October 11, 2012
Is the 2-3 Format Fair?
Today, the Oakland A’s and Detroit Tigers face off in an elimination game for both teams, with the winner advancing to the League Championship Series round. The A’s looked almost certain to be eliminated last night until they mustered some late-inning heroics, scraping together a three-run ninth against Tigers closer Jose Valverde.
On paper, the A’s were the higher seed coming into this series and thus were entitled to the greater home field advantage. But without last night’s miraculous win, the A’s were never going to see the benefit of their better record, due to the format of the five-game series. In order to cut down on travel days, MLB has switched to a 2-3 format—two games at home for the lower seed, then three games at home for the higher seed. In the 2-2-1 format it replaced, the team with the better record gets to take, well, advantage of their home field advantage if the series runs to three games or five games, with only a four-game series depriving them of that benefit. In the current setup, the series has to run five games for them to see the benefit of their higher seeding.

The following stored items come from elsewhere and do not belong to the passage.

// Peer-to-peer offer book and its settlement
pub mod engine;
pub mod offer;
pub mod service;

pub use engine::SwapEngine;
pub use offer::{Offer, OfferState, OfferTerms, TransferInstructions, TransferLeg};
pub use service::SwapService;
// Collaborators shared by the ledger and the offer engine
pub mod clock;
pub mod events;
pub mod registry;

pub use clock::*;
pub use events::*;
pub use registry::*;
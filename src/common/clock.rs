// Time source for offer expiry
use std::sync::atomic::{AtomicU64, Ordering};

use chrono::Utc;

use crate::primitives::Timestamp;

pub trait Clock: Send + Sync {
    /// Seconds since the Unix epoch
    fn now(&self) -> Timestamp;
}

#[derive(Debug, Clone, Copy, Default)]
pub struct SystemClock;

impl Clock for SystemClock {
    fn now(&self) -> Timestamp {
        Utc::now().timestamp().max(0) as Timestamp
    }
}

/// Manually driven clock
#[derive(Debug, Default)]
pub struct FixedClock {
    now: AtomicU64,
}

impl FixedClock {
    pub fn new(now: Timestamp) -> Self {
        Self {
            now: AtomicU64::new(now),
        }
    }

    pub fn set(&self, now: Timestamp) {
        self.now.store(now, Ordering::SeqCst);
    }

    pub fn advance(&self, seconds: u64) {
        self.now.fetch_add(seconds, Ordering::SeqCst);
    }
}

impl Clock for FixedClock {
    fn now(&self) -> Timestamp {
        self.now.load(Ordering::SeqCst)
    }
}

#[cfg(test)]
mod tests {
    use super::*;

    #[test]
    fn test_fixed_clock() {
        let clock = FixedClock::new(1_000);
        clock.advance(5);
        assert_eq!(clock.now(), 1_005);
        clock.set(10);
        assert_eq!(clock.now(), 10);
    }

    #[test]
    fn test_system_clock_is_after_2020() {
        assert!(SystemClock.now() > 1_577_836_800);
    }
}
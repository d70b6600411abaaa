// Offer record and settlement instructions
use serde::{Deserialize, Serialize};

use crate::crypto::{Egct, Pct, ScalarField};
use crate::ledger::PublicCredit;
use crate::primitives::{Address, Amount, AssetId, OfferId, Result, SwapError, Timestamp};

#[derive(Debug, Clone, Copy, PartialEq, Eq, Serialize, Deserialize)]
pub enum OfferState {
    Open,
    Accepted,
}

/// Terms the initiator proposes
#[derive(Debug, Clone, PartialEq, Eq, Serialize, Deserialize)]
pub struct OfferTerms {
    pub asset_buy: AssetId,
    pub asset_sell: AssetId,
    /// Fixed point, scaled by `Policy::PRECISION`
    pub rate: u128,
    pub max_amount_to_sell: Amount,
    pub min_amount_to_sell: Amount,
    pub expires_at: Option<Timestamp>,
    /// Kept verbatim, never interpreted
    pub approval: Vec<u8>,
}

#[derive(Debug, Clone, PartialEq, Eq, Serialize, Deserialize)]
pub struct Offer {
    pub id: OfferId,
    pub initiator: Address,
    pub acceptor: Option<Address>,
    pub asset_buy: AssetId,
    pub asset_sell: AssetId,
    pub rate: u128,
    pub max_amount_to_sell: Amount,
    pub min_amount_to_sell: Amount,
    pub expires_at: Option<Timestamp>,
    /// Byte encoding of the buy-amount ciphertext recorded at acceptance
    pub amount_to_buy_commitment: Option<Vec<u8>>,
    pub initiator_approval: Vec<u8>,
    pub acceptor_approval: Vec<u8>,
}

impl Offer {
    pub fn new(id: OfferId, initiator: Address, terms: OfferTerms) -> Self {
        Self {
            id,
            initiator,
            acceptor: None,
            asset_buy: terms.asset_buy,
            asset_sell: terms.asset_sell,
            rate: terms.rate,
            max_amount_to_sell: terms.max_amount_to_sell,
            min_amount_to_sell: terms.min_amount_to_sell,
            expires_at: terms.expires_at,
            amount_to_buy_commitment: None,
            initiator_approval: terms.approval,
            acceptor_approval: Vec::new(),
        }
    }

    pub fn state(&self) -> OfferState {
        if self.acceptor.is_some() {
            OfferState::Accepted
        } else {
            OfferState::Open
        }
    }

    pub fn is_expired(&self, now: Timestamp) -> bool {
        matches!(self.expires_at, Some(deadline) if now > deadline)
    }

    pub fn is_participant(&self, account: &Address) -> bool {
        self.initiator == *account || self.acceptor.as_ref() == Some(account)
    }

    pub fn accept(&mut self, acceptor: Address, amount_to_buy: &Egct, approval: Vec<u8>) {
        self.acceptor = Some(acceptor);
        self.amount_to_buy_commitment = Some(amount_to_buy.to_bytes());
        self.acceptor_approval = approval;
    }

    /// Stored buy-amount commitment, if accepted
    pub fn amount_to_buy(&self) -> Option<Egct> {
        self.amount_to_buy_commitment
            .as_deref()
            .and_then(Egct::from_bytes)
    }
}

pub fn offer_key(id: OfferId) -> Vec<u8> {
    id.to_be_bytes().to_vec()
}

/// One settlement leg. A zero asset means the leg is settled elsewhere.
#[derive(Debug, Clone, PartialEq, Eq, Serialize, Deserialize)]
pub struct TransferLeg {
    pub asset: AssetId,
    pub amount: Amount,
    pub credit: PublicCredit,
}

impl TransferLeg {
    pub fn new(asset: AssetId, amount: Amount, credit: PublicCredit) -> Self {
        Self { asset, amount, credit }
    }

    pub fn skipped() -> Self {
        Self {
            asset: Address::zero(),
            amount: 0,
            credit: PublicCredit {
                ciphertext: Egct::zero(),
                randomness: ScalarField::from(0u64),
                pct: Pct::default(),
            },
        }
    }

    pub fn is_skipped(&self) -> bool {
        self.asset.is_zero()
    }
}

/// Settlement of a finalized offer: the initiator's asset to the acceptor
/// and the acceptor's asset to the initiator.
#[derive(Debug, Clone, PartialEq, Eq, Serialize, Deserialize)]
pub struct TransferInstructions {
    pub sell_leg: TransferLeg,
    pub buy_leg: TransferLeg,
}

impl TransferInstructions {
    pub fn encode(&self) -> Result<Vec<u8>> {
        Ok(bincode::serialize(self)?)
    }

    pub fn decode(bytes: &[u8]) -> Result<Self> {
        bincode::deserialize(bytes)
            .map_err(|e| SwapError::InvalidTransferInstructions(format!("undecodable: {}", e)))
    }
}
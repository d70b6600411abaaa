// Notifications emitted after a state change commits
use std::collections::VecDeque;
use std::sync::{RwLock, RwLockReadGuard};

use serde::{Deserialize, Serialize};
use tokio::sync::broadcast;
use tracing::{debug, warn};

use crate::primitives::{Address, Amount, AssetId, OfferId};

const EVENT_CHANNEL_CAPACITY: usize = 256;
const EVENT_LOG_CAPACITY: usize = 1024;

#[derive(Debug, Clone, PartialEq, Eq, Serialize, Deserialize)]
pub enum SwapEvent {
    OfferCreated {
        id: OfferId,
        initiator: Address,
        asset_buy: AssetId,
        asset_sell: AssetId,
        rate: u128,
        max_amount_to_sell: Amount,
    },
    OfferAccepted {
        id: OfferId,
        acceptor: Address,
    },
    OfferFinalized {
        id: OfferId,
        caller: Address,
    },
    OfferCancelled {
        id: OfferId,
    },
    AllowanceApproved {
        owner: Address,
        spender: Address,
        asset: AssetId,
        is_public: bool,
        nonce: u64,
    },
    AllowanceSpent {
        owner: Address,
        spender: Address,
        receiver: Address,
        asset: AssetId,
        nonce: u64,
    },
    AllowanceCancelled {
        owner: Address,
        spender: Address,
        asset: AssetId,
        nonce: u64,
    },
    BalanceCredited {
        account: Address,
        asset: AssetId,
        transaction_index: u64,
    },
    BalanceDebited {
        account: Address,
        asset: AssetId,
        transaction_index: u64,
        nonce: u64,
    },
}

/// Recent-event log plus a broadcast feed for async subscribers.
/// The log keeps the last `log_capacity` events; older ones are dropped.
pub struct EventBus {
    log: RwLock<VecDeque<SwapEvent>>,
    log_capacity: usize,
    sender: broadcast::Sender<SwapEvent>,
}

impl EventBus {
    pub fn new() -> Self {
        Self::with_log_capacity(EVENT_LOG_CAPACITY)
    }

    pub fn with_log_capacity(log_capacity: usize) -> Self {
        let (sender, _) = broadcast::channel(EVENT_CHANNEL_CAPACITY);
        Self {
            log: RwLock::new(VecDeque::with_capacity(log_capacity.min(EVENT_LOG_CAPACITY))),
            log_capacity,
            sender,
        }
    }

    pub fn emit(&self, event: SwapEvent) {
        debug!("📣 {:?}", event);
        {
            let mut log = self.log.write().unwrap_or_else(|poisoned| {
                warn!("Event log lock poisoned, recovering");
                poisoned.into_inner()
            });
            if log.len() >= self.log_capacity {
                log.pop_front();
            }
            log.push_back(event.clone());
        }
        // No subscribers is fine
        let _ = self.sender.send(event);
    }

    pub fn subscribe(&self) -> broadcast::Receiver<SwapEvent> {
        self.sender.subscribe()
    }

    pub fn history(&self) -> Vec<SwapEvent> {
        self.read_log().iter().cloned().collect()
    }

    pub fn len(&self) -> usize {
        self.read_log().len()
    }

    pub fn is_empty(&self) -> bool {
        self.len() == 0
    }

    fn read_log(&self) -> RwLockReadGuard<'_, VecDeque<SwapEvent>> {
        self.log.read().unwrap_or_else(|poisoned| {
            warn!("Event log lock poisoned, recovering");
            poisoned.into_inner()
        })
    }
}

impl Default for EventBus {
    fn default() -> Self {
        Self::new()
    }
}

#[cfg(test)]
mod tests {
    use super::*;

    #[tokio::test]
    async fn test_subscribers_receive_events() {
        let bus = EventBus::new();
        let mut receiver = bus.subscribe();

        bus.emit(SwapEvent::OfferCancelled { id: 3 });

        assert_eq!(receiver.recv().await.unwrap(), SwapEvent::OfferCancelled { id: 3 });
        assert_eq!(bus.history(), vec![SwapEvent::OfferCancelled { id: 3 }]);
    }

    #[test]
    fn test_emit_without_subscribers() {
        let bus = EventBus::new();
        bus.emit(SwapEvent::OfferAccepted {
            id: 1,
            acceptor: Address::from_label("bob"),
        });
        assert_eq!(bus.len(), 1);
    }

    #[test]
    fn test_log_keeps_most_recent() {
        let bus = EventBus::with_log_capacity(3);
        for id in 1..=5 {
            bus.emit(SwapEvent::OfferCancelled { id });
        }
        assert_eq!(
            bus.history(),
            (3..=5).map(|id| SwapEvent::OfferCancelled { id }).collect::<Vec<_>>()
        );
    }

    #[test]
    fn test_emit_after_poisoned_lock() {
        let bus = std::sync::Arc::new(EventBus::new());
        let poisoner = bus.clone();
        let _ = std::thread::spawn(move || {
            let _guard = poisoner.log.write().unwrap();
            panic!("poison the log");
        })
        .join();

        bus.emit(SwapEvent::OfferCancelled { id: 9 });
        assert_eq!(bus.history(), vec![SwapEvent::OfferCancelled { id: 9 }]);
    }
}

So in a different playoff series, would the A’s have needed those heroics to stay alive in the playoffs? Or would they have had an easier time dispatching the Tigers already if they hadn’t needed to force a four-game series just to see a second home game? Fans of the other higher seeds are probably wondering the same thing—of the higher seeds, the Yankees are the only team leading their series, and the Reds and Nationals are both facing elimination games today. Would those teams be in better shape right now if they’d been able to play under the old format instead of the new one?
In order to answer this question, I built a simulation that outputs the probabilities of a team winning given different sets of home and road games in a five-game series. For this purpose, I assumed that the higher seed and lower seed were evenly matched except in the matter of home field advantage. (In reality, the home seed should be a slight favorite most of the time, if home field advantage weren’t an issue.) This lets us see how the change in playoff formats affects a team’s odds of winning. Using historic data, I assumed that a home team would have a .540 winning percentage against a neutral opponent.
Let’s start by considering three-game series, which are the first possible outcome and the simplest to discuss. If either the higher seed or the lower seed sweeps those three games, the series is over. In the 2-3 format, the lower seed is actually the team with the home field advantage if the series goes to three games. So in this format, there is an 11.4 percent chance of the higher seed winning in three games, compared to 13.4 percent in the old 2-2-1 format—so, precisely a two-percent difference. Only about a quarter of these series will end in three games, and home field advantage plays a relatively small part in deciding which team sweeps. (When both teams are evenly matched, luck is the largest deciding factor—if you are uncomfortable with the word luck, what I really mean is randomness, or things unaccounted for in the simulation.) And more importantly, the chance of getting to game four is entirely unaltered by the change in playoff formats.
Going to four games is where things get more interesting. The saving grace of the format for the higher seeds is that they never face an elimination game on the road. Does that matter? It turns out that yes, in fact, it does. The benefit of being able to play game four at home means that the higher seed is more likely to win a four-game series than it would be under the old format, where two elimination games occur on the road. This format actually raises the odds of the higher seed winning the series in four games, from 17.8 percent to 19.7 percent, almost exactly what we saw above. (Actually, while the rounded figures show a slight difference, the raw figures show the same gains in the chance of winning in four games as they show a lowering of the odds of winning in three games.) And then in five games, the odds of winning the series are exactly the same as they were before.